Toplumun genel istemi her zaman kamusal yarara yöneliktir. Bununla birlikte, Lykurgos yasası temelinde, genel istemin kendini doğru ifade edebilmesi için devlet bünyesinde farklı gruplaşmalar olmamalı ve her yurttaş kendi görüşünü doğrudan dile getirebilmelidir. İstemi genelleştiren ölçüt, oy sayısından ziyade, asıl birleştirici özelliğe sahip olan ortak yarar paydasıdır. Birey ötekine kabul ettirdiği koşullara kendisi de boyun eğmek zorundadır. Bu kesişme, bir tür adalet ve menfaat uzlaşımı şeklinde kendini gösterir. Egemenlik, bir bütünün, üyelerinden her biriyle ayrı ayrı yaptığı sözleşmedir: yasaya uygun, hak duygusuna dayanan, güvenilir ve özünde yararlı bir sözleşme. Ancak politik bütünün örgenleri genel istemin yönetimi altında olduğunda gerçek anlamıyla tezahür edebilen. Egemen varlık, ne denli mutlak, ne denli kutsal ve dokunulmaz olursa olsun, genel sözleşmenin sınırlarını aşamaz, her koşulda ona uymak zorundadır; bu nedenle adaletinin teminatı da bizatihi kendisidir. Bu durumda toplum sözleşmesine uymayan her yurttaş kendisine verilen cezaya da boyun eğmek mecburiyetindedir.

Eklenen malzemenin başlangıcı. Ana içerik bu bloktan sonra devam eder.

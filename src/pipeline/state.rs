//! Job lifecycle.
//!
//! `Received → Transcribed → Responded → Emitting(1..N) → Complete`, with
//! `Failed` reachable from every non-terminal state. No skipping, no going
//! back.

use std::fmt;

#[derive(Debug, Clone, Copy, PartialEq, Eq)]
pub enum JobState {
    Received,
    Transcribed,
    Responded,
    /// Producing chunk `chunk` (1-based).
    Emitting {
        chunk: usize,
    },
    Complete,
    Failed,
}

impl JobState {
    pub fn is_terminal(self) -> bool {
        matches!(self, Self::Complete | Self::Failed)
    }

    /// Whether `next` may directly follow `self`.
    pub fn can_advance_to(self, next: JobState) -> bool {
        use JobState::*;
        match (self, next) {
            (Complete | Failed, _) => false,
            (_, Failed) => true,
            (Received, Transcribed) => true,
            (Transcribed, Responded) => true,
            (Responded, Emitting { chunk }) => chunk == 1,
            (Emitting { chunk: current }, Emitting { chunk }) => chunk == current + 1,
            (Emitting { .. }, Complete) => true,
            _ => false,
        }
    }
}

impl fmt::Display for JobState {
    fn fmt(&self, f: &mut fmt::Formatter<'_>) -> fmt::Result {
        match self {
            Self::Received => write!(f, "received"),
            Self::Transcribed => write!(f, "transcribed"),
            Self::Responded => write!(f, "responded"),
            Self::Emitting { chunk } => write!(f, "emitting({})", chunk),
            Self::Complete => write!(f, "complete"),
            Self::Failed => write!(f, "failed"),
        }
    }
}

/// Current state of one job, refusing illegal transitions.
#[derive(Debug, Clone)]
pub struct JobTracker {
    state: JobState,
}

impl JobTracker {
    pub fn new() -> Self {
        Self {
            state: JobState::Received,
        }
    }

    pub fn state(&self) -> JobState {
        self.state
    }

    /// Move to `next`. Returns false and leaves the state unchanged if the
    /// transition is not allowed.
    pub fn advance(&mut self, next: JobState) -> bool {
        let allowed = self.state.can_advance_to(next);
        debug_assert!(allowed, "illegal transition {} -> {}", self.state, next);
        if allowed {
            tracing::debug!(from = %self.state, to = %next, "job state");
            self.state = next;
        } else {
            tracing::error!(from = %self.state, to = %next, "illegal job state transition");
        }
        allowed
    }
}

impl Default for JobTracker {
    fn default() -> Self {
        Self::new()
    }
}
//! Default configuration constants for lipstream.
//!
//! Shared by the config structs, the CLI and the tests so every layer agrees
//! on the same numbers.

/// Soft upper bound, in characters, for every text chunk after the first.
pub const TARGET_CHUNK_CHARS: usize = 120;

/// Hard ceiling, in characters, for the buffered first chunk.
///
/// The first chunk absorbs as many leading sentences as fit so the client has
/// a longer clip to play while the next one renders.
pub const BUFFER_CEILING_CHARS: usize = 125;

/// Chunks with fewer words than this are folded into a neighbour when possible.
pub const MIN_CHUNK_WORDS: usize = 3;

/// How long to wait for a rendered artifact before advertising it anyway.
pub const READINESS_TIMEOUT_MS: u64 = 10_000;

/// Interval between existence checks while waiting for an artifact.
pub const READINESS_POLL_INTERVAL_MS: u64 = 100;

/// Gap between the two size samples that must agree before an artifact
/// counts as fully written.
pub const READINESS_STABILITY_DELAY_MS: u64 = 200;

/// Base URL of the GPU service hosting synthesis and rendering.
pub const GPU_SERVICE_URL: &str = "http://127.0.0.1:8001";

/// Per-request timeout for collaborator HTTP calls, in seconds.
///
/// Rendering a chunk on a busy GPU can take minutes.
pub const REQUEST_TIMEOUT_SECS: u64 = 600;

/// Reference image used when a job does not choose one.
pub const DEFAULT_REFERENCE_IMAGE: &str = "bruce_neutral.jpg";

/// Speaker name used to find per-language voice samples.
pub const DEFAULT_SPEAKER: &str = "bruce";

/// Voice sample language tried when none matches the job's language.
pub const FALLBACK_VOICE_LANGUAGE: &str = "en";

/// Language used when a job does not specify one.
pub const DEFAULT_LANGUAGE: &str = "en";

/// URL prefix under which rendered media is served.
pub const MEDIA_URL_PREFIX: &str = "/api/v1/videos";

/// Only this many most recent history turns are passed to the responder.
pub const MAX_HISTORY_TURNS: usize = 2;

/// Default tracing filter when neither `RUST_LOG` nor config sets one.
pub const LOG_LEVEL: &str = "info";

/// Upper bound on one job request line, history included.
pub const MAX_REQUEST_BYTES: u64 = 1024 * 1024;

/// Socket file name inside `$XDG_RUNTIME_DIR`.
pub const SOCKET_NAME: &str = "lipstream.sock";
use anyhow::{Context, Result};
use clap::{CommandFactory, Parser};
use lipstream::app::{
    JobOptions, init_logging, list_assets, plan_segments, run_job_command, run_serve_command,
    run_submit_command,
};
use lipstream::cli::{Cli, Commands, ConfigAction, JobArgs};
use lipstream::config::Config;
use owo_colors::OwoColorize;

#[tokio::main]
async fn main() -> Result<()> {
    let cli = Cli::parse();

    match cli.command {
        Commands::Run {
            job,
            dry_run,
            readiness_timeout,
        } => {
            let mut config = load_config(cli.config.as_deref())?;
            if let Some(timeout) = readiness_timeout {
                config.set_readiness_timeout(timeout)?;
            }
            init_logging(&config.log, cli.verbose);
            let outcome = run_job_command(&config, &job_options(job), dry_run, cli.quiet).await?;
            if !outcome.is_success() {
                std::process::exit(1);
            }
        }
        Commands::Serve { socket, dry_run } => {
            let config = load_config(cli.config.as_deref())?;
            init_logging(&config.log, cli.verbose);
            run_serve_command(&config, socket, dry_run).await?;
        }
        Commands::Submit { job, socket } => {
            let config = load_config(cli.config.as_deref())?;
            init_logging(&config.log, cli.verbose);
            let events = run_submit_command(&config, &job_options(job), socket, cli.quiet).await?;
            let succeeded = events
                .last()
                .is_some_and(|e| e.event.kind() == "complete");
            if !succeeded {
                std::process::exit(1);
            }
        }
        Commands::Segment {
            text,
            target,
            ceiling,
        } => {
            let config = load_config(cli.config.as_deref())?;
            let chunks = plan_segments(&config.segmenter, &text, target, ceiling)?;
            for chunk in &chunks {
                println!(
                    "{} {} {}",
                    format!("{:>2}", chunk.index).green(),
                    format!("[{:>3} chars]", chunk.char_len()).dimmed(),
                    chunk.text
                );
            }
        }
        Commands::Health => {
            let config = load_config(cli.config.as_deref())?;
            init_logging(&config.log, cli.verbose);
            check_health(&config).await?;
        }
        Commands::Assets { json } => {
            let config = load_config(cli.config.as_deref())?;
            let listing = list_assets(&config.assets)?;
            if json {
                println!("{}", listing.to_json()?);
            } else {
                println!("{}", "Reference images:".bold());
                for name in &listing.images {
                    println!("  {}", name);
                }
                println!("{}", "Voice samples:".bold());
                if listing.samples.is_empty() {
                    println!("  {}", "(none)".dimmed());
                }
                for name in &listing.samples {
                    println!("  {}", name);
                }
            }
        }
        Commands::Config { action } => {
            handle_config_command(action, cli.config.as_deref())?;
        }
        Commands::Completions { shell } => {
            clap_complete::generate(
                shell,
                &mut Cli::command(),
                "lipstream",
                &mut std::io::stdout(),
            );
        }
    }

    Ok(())
}

/// Load configuration from file or use defaults.
///
/// Priority order:
/// 1. Custom config path from CLI (--config)
/// 2. Default config path (~/.config/lipstream/config.toml)
/// 3. Built-in defaults with environment variable overrides
fn load_config(custom_path: Option<&std::path::Path>) -> Result<Config> {
    let config = if let Some(path) = custom_path {
        Config::load(path).with_context(|| format!("Failed to load config from {}", path.display()))?
    } else {
        Config::load_or_default(&Config::default_path())?
    };

    // Apply environment variable overrides
    let config = config.with_env_overrides();
    config.validate()?;
    Ok(config)
}

fn job_options(args: JobArgs) -> JobOptions {
    JobOptions {
        audio: args.audio,
        language: args.language,
        history_file: args.history,
        reference_image: args.image,
        voice_sample: args.voice,
        json: args.json,
    }
}

#[cfg(feature = "http")]
async fn check_health(config: &Config) -> Result<()> {
    use lipstream::collaborators::http::GpuServiceClient;

    let url = &config.services.gpu_service_url;
    let client = GpuServiceClient::new(url, config.services.request_timeout())?;
    let report = client.health().await?;

    let status = if report.is_healthy() {
        report.status.green().to_string()
    } else {
        report.status.yellow().to_string()
    };
    println!("{} {}", "GPU service:".dimmed(), url);
    println!("  status: {}", status);
    println!("  device: {}", report.device.as_deref().unwrap_or("unknown"));
    println!("  tts:    {}", loaded(report.models.tts));
    println!("  avatar: {}", loaded(report.models.avatar));

    if !report.is_healthy() {
        std::process::exit(1);
    }
    Ok(())
}

#[cfg(feature = "http")]
fn loaded(ready: bool) -> String {
    if ready {
        "loaded".green().to_string()
    } else {
        "not loaded".red().to_string()
    }
}

#[cfg(not(feature = "http"))]
async fn check_health(_config: &Config) -> Result<()> {
    anyhow::bail!("built without the `http` feature; health checks are unavailable")
}

/// Handle config subcommands.
fn handle_config_command(
    action: ConfigAction,
    custom_path: Option<&std::path::Path>,
) -> Result<()> {
    let config_path = custom_path
        .map(std::path::PathBuf::from)
        .unwrap_or_else(Config::default_path);

    match action {
        ConfigAction::Show => {
            let config = load_config(custom_path)?;
            print!("{}", config.to_toml()?);
        }
        ConfigAction::Path => {
            let marker = if config_path.exists() {
                "(exists)".green().to_string()
            } else {
                "(not found, using defaults)".dimmed().to_string()
            };
            println!("{} {}", config_path.display(), marker);
        }
    }

    Ok(())
}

Rousseau, toplum sözleşmesiyle bütüne varlık ve yaşam verdikten sonra, yasama yoluyla eylemsel düzleme geçiş yapmak ister. Yasa ile yönetilen her devlet bir cumhuriyettir. Yasa, yurttaşları bir bütün olarak ele alırken eylemleri de soyutlaştırır. Yasa adına birtakım ayrıcalıklı koşullar oluşturulabilir, ve fakat hiçbir yurttaşa ya da zümreye özel bir ayrıcalık tanınamaz. Kişisel konular yasama yetkisinin dışında bırakılır. Bir kişinin kendi başına verdiği buyruklar yasa olarak kabul edilemez. Hatta egemen varlığın bile, özel bir konuda verdiği buyruk yasa değil, sadece kararnamedir: dolayısıyla egemenlik ile değil, yönetimle ilişkili bir durumdur.
Halk iyiliği, iyi olanı ister; ve fakat iyiliğin nerede olduğunu göremez her zaman. Genel istem her zaman doğrudur ama, onu yöneten zeka her zaman aydın değildir.
Öyle bir yasa koyucu olmalı ki; insani tutkuları deneyimlediği halde onlara kapılmasın, insan doğasını bilmesine rağmen onunla ilişkisi olmasın, mutluluğu halkın mutluluğuna bağımlı olmasa da onun mutluluğu için çalışmak istesin ve zamanın akışı içinde uzak bir onur payıyla yetinebilsin. Böylesi özgür, böylesi kanatlanmış bir zeka. Bir tanrı olmalıydı bu.
Bir tanrılar ulusu olsaydı demokrasi ile yönetilebilirdi belki; ne ki böylesine kusursuz bir yönetim biçimi insanlar için uygun değildir.
Antik Yunan’da yasa koyucular yabancılar arasından seçilirdi. Lykurgos yasa koymaya karar verdiğinde krallıktan çekilmişti. Nitekim Roma, yasama ve egemenlik gücünü birleştirmeye karar verdiğinde yok olma tehlikesiyle karşı karşıya gelmişti. Şayet her yasama sisteminin temelinde özgürlük ve eşitlik ilkesi olmalı ise, hangi talihli ulus yasa koyma konusunda ehil olabilirdi? Rousseau cevabını kendisi verir: kökleşmiş töreleri ve kör inançları olmayan bir ulus. Bu özelliklere sahip özgür toplumlar çağdaşlaşma lütfuna mazhar olabilirlerdi ancak. Yasama eylemini asıl güç kılan şey, kurulması gerekenden çok yıkılması gerekendi çünkü.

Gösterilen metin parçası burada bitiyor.